Effects, caused by chemotherapeutic action: candidiasis.
Local reactions: phlebitis (at / in the introduction), soreness at the injection site (when i / m administration).
Contraindications
Hypersensitivity to zefotaksimu and other zefalosporynam.
Pregnancy and lactation
We do not recommend the use of cefotaxime in the first trimester of pregnancy.
In II and III trimestrah pregnancy and lactation is possible only in cases, when the intended benefits to the mother outweighs the potential risk to the fetus or infant.
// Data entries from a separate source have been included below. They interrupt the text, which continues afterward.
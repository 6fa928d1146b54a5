//! Arcsine.

use crate::common::consts::NINETY;
use crate::common::consts::NINE_TENTHS;
use crate::common::consts::ONE;
use crate::ctx::Context;
use crate::defs::Error;
use crate::num::DecNumber;
use crate::ops::consts::CONSTS;
use crate::ops::newton::newton_solve;
use crate::ops::newton::sample_gradient;
use crate::ops::GUARD;

/// Spacing of the points for the gradient estimate.
const ASIN_GRADIENT_SPACING: f64 = 1e-4;

impl DecNumber {
    /// Computes the arcsine of a number. The result is in degrees, and is rounded according to the context.
    ///
    /// ## Errors
    ///
    ///  - InvalidArgument: the absolute value of the argument is greater than 1.
    ///  - ExponentOverflow: the result is too small number.
    pub fn asin(&self, ctx: &Context) -> Result<Self, Error> {
        let cmp_one = self.abs_cmp(&ONE);

        if cmp_one > 0 {
            return Err(Error::InvalidArgument);
        }

        if self.is_zero() {
            return Ok(Self::new());
        }

        if cmp_one == 0 {
            return Ok(if self.is_negative() { NINETY.neg() } else { NINETY.clone() });
        }

        let wrk = ctx.inc(GUARD);
        let r = self.asin_rad(&wrk)?;

        r.mul(&CONSTS.rad2deg(&wrk)?, ctx)
    }

    /// Arcsine in radians of a number with the absolute value not greater than 1.
    pub(crate) fn asin_rad(&self, wrk: &Context) -> Result<Self, Error> {
        if self.is_zero() {
            return Ok(Self::new());
        }

        // asin(x) = x + x^3/6 + ...
        if self.is_first_order(wrk.precision()) {
            return self.round(wrk);
        }

        if self.abs_cmp(&NINE_TENTHS) > 0 {
            // asin(x) = pi/2 - asin(sqrt(1 - x^2))
            let s = self.abs().complement_sqrt(wrk)?;
            let ret = CONSTS.half_pi(wrk)?.sub(&s.asin_rad(wrk)?, wrk)?;
            return Ok(if self.is_negative() { ret.neg() } else { ret });
        }

        let y = self.to_f64();
        let seed = Self::from_f64(y.asin())?;
        let gradient = sample_gradient(
            f64::asin,
            (y - ASIN_GRADIENT_SPACING).max(-1.0),
            (y + ASIN_GRADIENT_SPACING).min(1.0),
        )?;

        newton_solve("asin", |g, c| g.sin_rad(c), self, seed, &gradient, wrk)
    }

    /// sqrt((1 - x) * (1 + x)) for 0 <= x <= 1.
    pub(super) fn complement_sqrt(&self, wrk: &Context) -> Result<Self, Error> {
        let t = ONE.sub(self, wrk)?.mul(&ONE.add(self, wrk)?, wrk)?;
        t.sqrt(wrk)
    }
}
It will be appreciated, that after the on/in the introduction of the zefotaksima dose 1 g in 2-3 h the maximum concentration of the active substance in breast milk averaged 0.32 ± 0.09 μg/ml. At such concentrations may have a negative impact on flora orofaringeal′nuû child.
IN experimental studies on animals teratogenic and embryotoxic effects detected zefotaksima.
Cautions
Be wary cefotaxime with human kidney function, guidance on colitis in history, as well as the newborn.
In patients with hypersensitivity to penicillin allergic reaction to cephalosporin antibiotics.
During treatment, it is possible to direct positive kumbsa and lozhnopolojitelnaya reaction of urine for glucose.
Be cautious when used in conjunction with “loop” Diuretics.
Drug Interactions
Cefotaxime, suppressing intestinal flora, inhibits the synthesis of vitamin k. Therefore, while the use of drugs, reduces platelet aggregation (NSAIDs, salicilaty, sulfinpirazon), It increases the risk of bleeding. For the same reason, together with the use of anticoagulants increasing antikoagulântnogo action.
Together with the application aminoglikozidami, polimiksinom (B) and “loop” dioretikami increased risk of kidney failure.
In an application with drugs, reducing kanalzevu secretion, increases concentration in the blood plasma of cefotaxime.
Probenecid slows excretion of cefotaxime by reducing kanalzeva secreta last.